Task description:
Reproduce the records exactly through the line with "time and state".

(Collected data)

-*-*-

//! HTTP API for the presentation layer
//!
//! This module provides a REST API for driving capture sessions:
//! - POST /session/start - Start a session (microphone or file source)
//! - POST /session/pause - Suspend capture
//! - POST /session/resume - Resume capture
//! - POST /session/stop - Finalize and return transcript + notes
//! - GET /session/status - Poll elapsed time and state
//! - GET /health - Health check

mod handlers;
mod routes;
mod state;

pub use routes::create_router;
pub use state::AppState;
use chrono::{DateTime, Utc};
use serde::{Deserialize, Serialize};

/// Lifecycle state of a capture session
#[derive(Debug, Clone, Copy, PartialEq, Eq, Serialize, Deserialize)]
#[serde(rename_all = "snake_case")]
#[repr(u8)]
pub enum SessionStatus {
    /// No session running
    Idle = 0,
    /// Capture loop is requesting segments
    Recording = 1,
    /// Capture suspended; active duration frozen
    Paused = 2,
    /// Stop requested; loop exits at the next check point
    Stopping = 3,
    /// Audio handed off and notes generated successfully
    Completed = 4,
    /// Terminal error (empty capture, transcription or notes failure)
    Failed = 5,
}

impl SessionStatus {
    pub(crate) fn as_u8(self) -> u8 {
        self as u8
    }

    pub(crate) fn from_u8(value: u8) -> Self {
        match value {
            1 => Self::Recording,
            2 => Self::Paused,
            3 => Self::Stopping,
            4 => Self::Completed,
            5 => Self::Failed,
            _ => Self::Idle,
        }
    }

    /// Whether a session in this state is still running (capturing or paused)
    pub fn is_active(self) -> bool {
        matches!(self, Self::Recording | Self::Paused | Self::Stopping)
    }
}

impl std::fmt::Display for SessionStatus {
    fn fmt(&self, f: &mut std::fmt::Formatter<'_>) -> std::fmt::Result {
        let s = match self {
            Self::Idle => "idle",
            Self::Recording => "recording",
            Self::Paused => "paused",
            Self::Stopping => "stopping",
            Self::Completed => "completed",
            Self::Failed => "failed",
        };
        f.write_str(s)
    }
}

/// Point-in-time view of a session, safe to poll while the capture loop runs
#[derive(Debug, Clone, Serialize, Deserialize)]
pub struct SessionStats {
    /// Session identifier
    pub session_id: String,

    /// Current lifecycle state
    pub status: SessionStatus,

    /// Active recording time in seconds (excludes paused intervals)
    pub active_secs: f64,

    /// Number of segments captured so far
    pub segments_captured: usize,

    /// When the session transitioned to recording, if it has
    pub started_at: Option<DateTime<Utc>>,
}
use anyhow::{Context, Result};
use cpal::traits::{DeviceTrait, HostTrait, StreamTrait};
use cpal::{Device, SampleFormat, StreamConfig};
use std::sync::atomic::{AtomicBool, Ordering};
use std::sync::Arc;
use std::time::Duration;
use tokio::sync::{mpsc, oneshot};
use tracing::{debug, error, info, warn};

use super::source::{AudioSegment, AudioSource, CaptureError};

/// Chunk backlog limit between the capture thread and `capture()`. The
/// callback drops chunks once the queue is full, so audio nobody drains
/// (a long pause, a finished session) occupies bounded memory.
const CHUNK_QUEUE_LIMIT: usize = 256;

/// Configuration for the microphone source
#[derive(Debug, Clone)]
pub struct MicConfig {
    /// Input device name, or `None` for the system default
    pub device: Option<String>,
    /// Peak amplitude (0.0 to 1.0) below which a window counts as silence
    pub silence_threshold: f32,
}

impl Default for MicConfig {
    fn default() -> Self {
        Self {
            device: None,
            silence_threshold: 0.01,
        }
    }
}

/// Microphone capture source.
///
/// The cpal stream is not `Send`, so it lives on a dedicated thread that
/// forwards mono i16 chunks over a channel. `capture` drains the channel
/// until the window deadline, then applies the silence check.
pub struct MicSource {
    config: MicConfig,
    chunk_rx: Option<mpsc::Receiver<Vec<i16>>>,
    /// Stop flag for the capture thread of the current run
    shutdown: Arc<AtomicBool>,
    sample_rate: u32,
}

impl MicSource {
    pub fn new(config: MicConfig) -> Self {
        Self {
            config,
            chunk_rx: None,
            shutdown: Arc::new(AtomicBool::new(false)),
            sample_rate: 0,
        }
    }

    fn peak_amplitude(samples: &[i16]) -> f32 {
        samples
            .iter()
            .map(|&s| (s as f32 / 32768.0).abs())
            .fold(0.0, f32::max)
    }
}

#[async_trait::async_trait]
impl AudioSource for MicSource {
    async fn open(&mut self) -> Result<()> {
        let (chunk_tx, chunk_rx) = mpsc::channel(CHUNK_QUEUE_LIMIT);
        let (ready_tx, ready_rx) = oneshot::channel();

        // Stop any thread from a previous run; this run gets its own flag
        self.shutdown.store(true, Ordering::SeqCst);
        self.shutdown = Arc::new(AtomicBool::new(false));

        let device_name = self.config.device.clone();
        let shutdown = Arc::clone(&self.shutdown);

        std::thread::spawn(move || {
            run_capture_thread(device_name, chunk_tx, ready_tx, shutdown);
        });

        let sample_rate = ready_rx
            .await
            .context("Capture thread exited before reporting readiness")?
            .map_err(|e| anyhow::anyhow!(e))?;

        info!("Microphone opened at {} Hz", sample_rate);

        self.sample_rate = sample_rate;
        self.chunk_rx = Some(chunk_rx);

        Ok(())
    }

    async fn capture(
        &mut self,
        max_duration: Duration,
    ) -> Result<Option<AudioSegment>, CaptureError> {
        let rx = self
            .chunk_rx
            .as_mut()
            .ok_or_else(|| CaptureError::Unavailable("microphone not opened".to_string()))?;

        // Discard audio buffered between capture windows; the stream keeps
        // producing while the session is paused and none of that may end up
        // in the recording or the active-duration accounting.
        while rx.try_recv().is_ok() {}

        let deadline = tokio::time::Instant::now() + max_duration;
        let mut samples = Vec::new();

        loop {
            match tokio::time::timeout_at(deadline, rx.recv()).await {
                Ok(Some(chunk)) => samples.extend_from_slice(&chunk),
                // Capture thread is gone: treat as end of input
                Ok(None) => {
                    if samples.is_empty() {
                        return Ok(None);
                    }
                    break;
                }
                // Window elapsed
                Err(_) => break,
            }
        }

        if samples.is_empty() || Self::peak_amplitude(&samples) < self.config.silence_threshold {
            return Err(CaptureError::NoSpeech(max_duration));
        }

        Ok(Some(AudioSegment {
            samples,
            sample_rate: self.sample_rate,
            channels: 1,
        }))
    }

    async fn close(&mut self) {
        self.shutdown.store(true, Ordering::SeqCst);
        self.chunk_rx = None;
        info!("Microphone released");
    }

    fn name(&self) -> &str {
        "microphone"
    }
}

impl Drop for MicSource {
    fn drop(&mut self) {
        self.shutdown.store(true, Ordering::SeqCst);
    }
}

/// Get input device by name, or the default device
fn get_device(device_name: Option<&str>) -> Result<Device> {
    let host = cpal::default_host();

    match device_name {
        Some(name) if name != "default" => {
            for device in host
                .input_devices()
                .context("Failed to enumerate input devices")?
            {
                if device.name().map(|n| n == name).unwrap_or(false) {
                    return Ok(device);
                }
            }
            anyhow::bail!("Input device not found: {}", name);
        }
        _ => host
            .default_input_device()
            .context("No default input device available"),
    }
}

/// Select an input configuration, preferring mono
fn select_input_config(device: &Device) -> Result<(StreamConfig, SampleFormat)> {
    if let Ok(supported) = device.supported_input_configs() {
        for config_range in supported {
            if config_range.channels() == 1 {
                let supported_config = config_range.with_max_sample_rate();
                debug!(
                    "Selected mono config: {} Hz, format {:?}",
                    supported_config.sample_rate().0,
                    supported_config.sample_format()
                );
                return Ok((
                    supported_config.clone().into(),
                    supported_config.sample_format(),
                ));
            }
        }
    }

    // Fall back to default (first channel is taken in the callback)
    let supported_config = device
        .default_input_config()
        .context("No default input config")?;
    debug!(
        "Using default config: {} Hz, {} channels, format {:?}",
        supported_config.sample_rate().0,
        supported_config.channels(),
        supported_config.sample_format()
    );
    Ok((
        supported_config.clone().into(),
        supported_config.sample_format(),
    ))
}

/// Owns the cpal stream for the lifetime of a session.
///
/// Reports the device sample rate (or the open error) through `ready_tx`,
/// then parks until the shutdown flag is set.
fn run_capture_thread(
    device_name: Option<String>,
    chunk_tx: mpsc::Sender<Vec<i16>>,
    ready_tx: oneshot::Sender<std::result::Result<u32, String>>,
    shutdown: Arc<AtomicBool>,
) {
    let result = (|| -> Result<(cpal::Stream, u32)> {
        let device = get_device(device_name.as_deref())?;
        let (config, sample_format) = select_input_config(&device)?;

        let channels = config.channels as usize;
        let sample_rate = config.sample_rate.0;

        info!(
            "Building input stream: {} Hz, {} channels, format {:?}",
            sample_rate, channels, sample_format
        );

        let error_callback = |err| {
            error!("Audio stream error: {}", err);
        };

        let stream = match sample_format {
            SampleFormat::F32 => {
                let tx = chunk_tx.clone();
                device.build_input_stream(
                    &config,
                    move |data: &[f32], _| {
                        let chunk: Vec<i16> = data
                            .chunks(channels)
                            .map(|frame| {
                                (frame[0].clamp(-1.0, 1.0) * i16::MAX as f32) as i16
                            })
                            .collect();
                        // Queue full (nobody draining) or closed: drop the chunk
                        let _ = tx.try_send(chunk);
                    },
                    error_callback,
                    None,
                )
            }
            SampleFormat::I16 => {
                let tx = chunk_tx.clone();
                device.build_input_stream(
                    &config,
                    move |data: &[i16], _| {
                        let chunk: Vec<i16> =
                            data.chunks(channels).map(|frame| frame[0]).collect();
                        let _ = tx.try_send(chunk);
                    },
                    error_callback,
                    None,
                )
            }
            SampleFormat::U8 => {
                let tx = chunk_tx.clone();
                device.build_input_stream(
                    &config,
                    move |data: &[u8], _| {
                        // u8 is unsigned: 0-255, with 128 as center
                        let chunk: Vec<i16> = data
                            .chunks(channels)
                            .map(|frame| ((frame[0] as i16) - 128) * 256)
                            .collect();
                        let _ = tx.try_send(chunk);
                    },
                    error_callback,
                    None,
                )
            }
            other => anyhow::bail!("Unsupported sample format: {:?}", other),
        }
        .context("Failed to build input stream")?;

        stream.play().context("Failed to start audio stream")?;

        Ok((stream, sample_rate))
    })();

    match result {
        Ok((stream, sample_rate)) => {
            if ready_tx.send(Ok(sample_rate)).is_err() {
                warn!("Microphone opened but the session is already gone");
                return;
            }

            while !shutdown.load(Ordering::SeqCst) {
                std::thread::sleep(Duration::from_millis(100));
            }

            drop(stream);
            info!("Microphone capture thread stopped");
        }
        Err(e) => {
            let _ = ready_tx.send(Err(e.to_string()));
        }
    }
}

-*-*-

Solution for this problem:
//! HTTP API for the presentation layer
//!
//! This module provides a REST API for driving capture sessions:
//! - POST /session/start - Start a session (microphone or file source)
//! - POST /session/pause - Suspend capture
//! - POST /session/resume - Resume capture
//! - POST /session/stop - Finalize and return transcript + notes
//! - GET /session/status - Poll elapsed time and state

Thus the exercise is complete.